### Your assignment
Look through the data for the string "BTreeMap". Copy every line where it is found.

### Given records

☆ ☆ ☆ ☆ ☆

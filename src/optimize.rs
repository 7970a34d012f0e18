use std::collections::BTreeMap;

use log::debug;
use serde::Deserialize;

use crate::cluster::{ClusterOptions, cluster_graph};
use crate::config::{EngineConfig, MOBILE_MAX_NODES};
use crate::graph::{Graph, Node, NodeId};

#[derive(Clone, Copy, Debug, Deserialize)]
#[serde(default, rename_all = "camelCase")]
pub struct OptimizeOptions {
    pub is_mobile: bool,
    /// Falls back to the configured limit for the device class.
    pub max_nodes: Option<usize>,
    pub preserve_groups: bool,
    pub clustering: bool,
    pub cluster_distance: Option<f32>,
    /// Drops transaction hashes, timestamps and free-form metadata.
    pub simplify_attributes: bool,
}

impl Default for OptimizeOptions {
    fn default() -> Self {
        Self {
            is_mobile: false,
            max_nodes: None,
            preserve_groups: true,
            clustering: true,
            cluster_distance: None,
            simplify_attributes: false,
        }
    }
}

pub struct OptimizeOutcome {
    pub graph: Graph,
    /// Present when clustering ran.
    pub cluster_map: Option<BTreeMap<NodeId, NodeId>>,
    pub truncated_nodes: usize,
    pub dropped_links: usize,
}

/// Shrinks a graph for rendering: truncation, attribute stripping, then clustering.
pub fn optimize_network(
    mut graph: Graph,
    options: &OptimizeOptions,
    config: &EngineConfig,
) -> OptimizeOutcome {
    let defaults = &config.optimize;
    let mut max_nodes = options
        .max_nodes
        .unwrap_or_else(|| defaults.max_nodes(options.is_mobile));
    if options.is_mobile {
        max_nodes = max_nodes.min(MOBILE_MAX_NODES);
    }

    let before = graph.node_count();
    let dropped_links = graph.truncate(max_nodes);
    let truncated_nodes = before - graph.node_count();

    if options.simplify_attributes {
        simplify(&mut graph);
    }
    if options.is_mobile {
        strip_labels(graph.nodes_mut());
    }

    let mut cluster_map = None;
    if options.clustering && config.cluster.should_cluster(graph.node_count()) {
        let cluster_options = ClusterOptions {
            distance_threshold: options
                .cluster_distance
                .unwrap_or_else(|| defaults.cluster_distance(options.is_mobile)),
            preserve_groups: options.preserve_groups,
        };
        let outcome = cluster_graph(&graph, &cluster_options);
        graph = outcome.graph;
        cluster_map = Some(outcome.cluster_map);
        if options.is_mobile {
            strip_labels(graph.nodes_mut());
        }
    }

    debug!(
        "optimized network to {} nodes ({truncated_nodes} truncated, {dropped_links} links dropped)",
        graph.node_count()
    );

    OptimizeOutcome {
        graph,
        cluster_map,
        truncated_nodes,
        dropped_links,
    }
}

fn strip_labels(nodes: &mut [Node]) {
    for node in nodes {
        node.label = None;
    }
}

fn simplify(graph: &mut Graph) {
    for node in graph.nodes_mut() {
        node.metadata.clear();
    }
    for link in &mut graph.links {
        link.tx_hash = None;
        link.timestamp = None;
        link.metadata.clear();
    }
}
impl Dispatcher {
    pub(super) fn new(
        executor: Arc<dyn Executor>,
        workers: usize,
        control: Receiver<Control>,
        events: Sender<Control>,
        degraded: Arc<AtomicBool>,
        layouts: SharedLayouts,
    ) -> Self {
        let mut dispatcher = Self {
            executor,
            control,
            events,
            slots: Vec::with_capacity(workers),
            in_flight: HashMap::new(),
            next_slot: 0,
            degraded,
            layouts,
        };
        for slot in 0..workers.max(1) {
            dispatcher.slots.push(Slot {
                generation: 0,
                inbox: None,
                retired: Arc::new(AtomicBool::new(false)),
            });
            dispatcher.spawn_worker(slot);
        }
        dispatcher
    }

    fn spawn_worker(&mut self, slot: usize) -> bool {
        let (inbox_tx, inbox_rx) = mpsc::channel();
        let retired = Arc::new(AtomicBool::new(false));
        let state = &mut self.slots[slot];
        state.generation += 1;

        let handle = WorkerHandle {
            slot,
            generation: state.generation,
            inbox: inbox_rx,
            events: self.events.clone(),
            executor: Arc::clone(&self.executor),
            retired: Arc::clone(&retired),
        };
        let spawned = thread::Builder::new()
            .name(format!("layout-worker-{slot}"))
            .spawn(move || handle.run());

        match spawned {
            Ok(_) => {
                debug!("spawned layout worker {slot} (generation {})", state.generation);
                state.inbox = Some(inbox_tx);
                state.retired = retired;
                true
            }
            Err(error) => {
                warn!("failed to spawn layout worker {slot}: {error}; falling back to synchronous mode");
                state.inbox = None;
                self.degraded.store(true, Ordering::Release);
                self.reject_slot(slot, None, |_| EngineError::WorkerUnavailable);
                false
            }
        }
    }

    /// Rejects the slot's requests, optionally only those of one generation.
    fn reject_slot<F>(&mut self, slot: usize, generation: Option<u64>, error: F)
    where
        F: Fn(RequestId) -> EngineError,
    {
        let ids = self
            .in_flight
            .iter()
            .filter(|(_, request)| {
                request.slot == slot && generation.is_none_or(|g| request.generation == g)
            })
            .map(|(&id, _)| id)
            .collect::<Vec<_>>();
        for id in ids {
            if let Some(request) = self.in_flight.remove(&id) {
                let _ = request.reply.send(Err(error(id)));
            }
        }
    }

    fn pick_slot(&mut self) -> Option<usize> {
        let count = self.slots.len();
        for step in 0..count {
            let slot = (self.next_slot + step) % count;
            if self.slots[slot].inbox.is_some() {
                self.next_slot = (slot + 1) % count;
                return Some(slot);
            }
        }
        None
    }

    fn submit(&mut self, submission: Submission) {
        let Submission {
            id,
            job,
            reply,
            progress,
            timeout,
        } = submission;
        let Some(slot) = self.pick_slot() else {
            let _ = reply.send(Err(EngineError::WorkerUnavailable));
            return;
        };

        let request = InFlight {
            slot,
            generation: self.slots[slot].generation,
            job,
            reply,
            progress,
            deadline: Instant::now() + timeout,
            timeout,
        };
        let run = request.run(id);
        debug!("dispatching {} request {id} to worker {slot}", request.job.kind());
        self.in_flight.insert(id, request);
        self.send_run(slot, run);
    }

    fn resume(&mut self, request: ResumeRequest) {
        let ResumeRequest {
            layout,
            updates,
            id,
            reply,
            progress,
            timeout,
        } = request;
        let job = lock(&self.layouts).resume_job(layout, &updates);
        match job {
            Ok(job) => self.submit(Submission {
                id,
                job: Arc::new(job),
                reply,
                progress,
                timeout,
            }),
            Err(error) => {
                let _ = reply.send(Err(error));
            }
        }
    }

    fn send_run(&mut self, slot: usize, run: Run) {
        let delivered = self.slots[slot]
            .inbox
            .as_ref()
            .is_some_and(|inbox| inbox.send(WorkerMessage::Run(run)).is_ok());
        if !delivered {
            let generation = self.slots[slot].generation;
            warn!("layout worker {slot} is gone; restarting it");
            self.handle_lost_worker(slot, generation);
        }
    }

    fn route_pin(&mut self, id: RequestId, update: PinUpdate) {
        let Some(request) = self.in_flight.get(&id) else {
            if lock(&self.layouts).record_pin(id, &update) {
                debug!("recorded pin change for finished request {id}; resume it to relax");
            } else {
                debug!("dropping pin change for unknown request {id}");
            }
            return;
        };
        let slot = request.slot;
        if let Some(inbox) = &self.slots[slot].inbox {
            let _ = inbox.send(WorkerMessage::Pin { id, update });
        }
    }

    fn finish(&mut self, slot: usize, generation: u64, id: RequestId, result: Result<Response>) {
        match self.in_flight.get(&id) {
            Some(request) if request.slot == slot && request.generation == generation => {
                if let Some(request) = self.in_flight.remove(&id) {
                    lock(&self.layouts).remember(id, &request.job, &result);
                    let _ = request.reply.send(result);
                }
            }
            _ => debug!("discarding late response for request {id}"),
        }
    }

    fn handle_lost_worker(&mut self, slot: usize, generation: u64) {
        if self.slots[slot].generation != generation {
            return;
        }
        self.reject_slot(slot, Some(generation), |id| EngineError::WorkerCrashed { id });
        self.spawn_worker(slot);
    }

    fn handle_exit(&mut self, slot: usize, generation: u64, panicked: bool) {
        if self.slots.get(slot).is_none_or(|state| state.generation != generation) {
            return;
        }
        if panicked {
            warn!("layout worker {slot} panicked; restarting it");
        } else {
            warn!("layout worker {slot} exited unexpectedly; restarting it");
        }
        self.handle_lost_worker(slot, generation);
    }

    fn expire(&mut self, now: Instant) {
        let expired = self
            .in_flight
            .iter()
            .filter(|(_, request)| request.deadline <= now)
            .map(|(&id, _)| id)
            .collect::<Vec<_>>();

        for id in expired {
            let Some(request) = self.in_flight.remove(&id) else {
                continue;
            };
            warn!("request {id} timed out after {:?}", request.timeout);
            let _ = request.reply.send(Err(EngineError::RequestTimeout {
                id,
                timeout: request.timeout,
            }));
            if request.generation == self.slots[request.slot].generation {
                self.retire(request.slot);
            }
        }
    }

    /// Abandons a stalled worker and moves its queued requests to a fresh one.
    fn retire(&mut self, slot: usize) {
        let old_generation = self.slots[slot].generation;
        self.slots[slot].retired.store(true, Ordering::Release);
        self.slots[slot].inbox = None;
        info!("retiring layout worker {slot} (generation {old_generation})");
        if !self.spawn_worker(slot) {
            return;
        }

        let generation = self.slots[slot].generation;
        let mut moved = self
            .in_flight
            .iter_mut()
            .filter(|(_, request)| request.slot == slot && request.generation == old_generation)
            .map(|(&id, request)| {
                request.generation = generation;
                (id, request.run(id))
            })
            .collect::<Vec<_>>();
        moved.sort_by_key(|(id, _)| *id);
        for (_, run) in moved {
            self.send_run(slot, run);
        }
    }

    fn next_deadline(&self) -> Option<Instant> {
        self.in_flight.values().map(|request| request.deadline).min()
    }

    pub(super) fn run(mut self) {
        loop {
            let now = Instant::now();
            if self.next_deadline().is_some_and(|deadline| deadline <= now) {
                self.expire(now);
            }
            let message = match self.next_deadline() {
                Some(deadline) => {
                    let wait = deadline.saturating_duration_since(Instant::now());
                    match self.control.recv_timeout(wait) {
                        Ok(message) => message,
                        Err(RecvTimeoutError::Timeout) => {
                            self.expire(Instant::now());
                            continue;
                        }
                        Err(RecvTimeoutError::Disconnected) => break,
                    }
                }
                None => match self.control.recv() {
                    Ok(message) => message,
                    Err(_) => break,
                },
            };

            match message {
                Control::Submit(submission) => self.submit(submission),
                Control::Resume(request) => self.resume(request),
                Control::Pin { id, update } => self.route_pin(id, update),
                Control::Worker(WorkerEvent::Finished {
                    slot,
                    generation,
                    id,
                    result,
                }) => self.finish(slot, generation, id, result),
                Control::Worker(WorkerEvent::Exited {
                    slot,
                    generation,
                    panicked,
                }) => self.handle_exit(slot, generation, panicked),
                Control::Shutdown => break,
            }
        }

        for (_, request) in self.in_flight.drain() {
            let _ = request.reply.send(Err(EngineError::ShutDown));
        }
        for slot in &mut self.slots {
            slot.retired.store(true, Ordering::Release);
            slot.inbox = None;
        }
        info!("layout dispatcher stopped");
    }
}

☆ ☆ ☆ ☆ ☆

### Task solution
use std::collections::BTreeMap;
    pub cluster_map: Option<BTreeMap<NodeId, NodeId>>,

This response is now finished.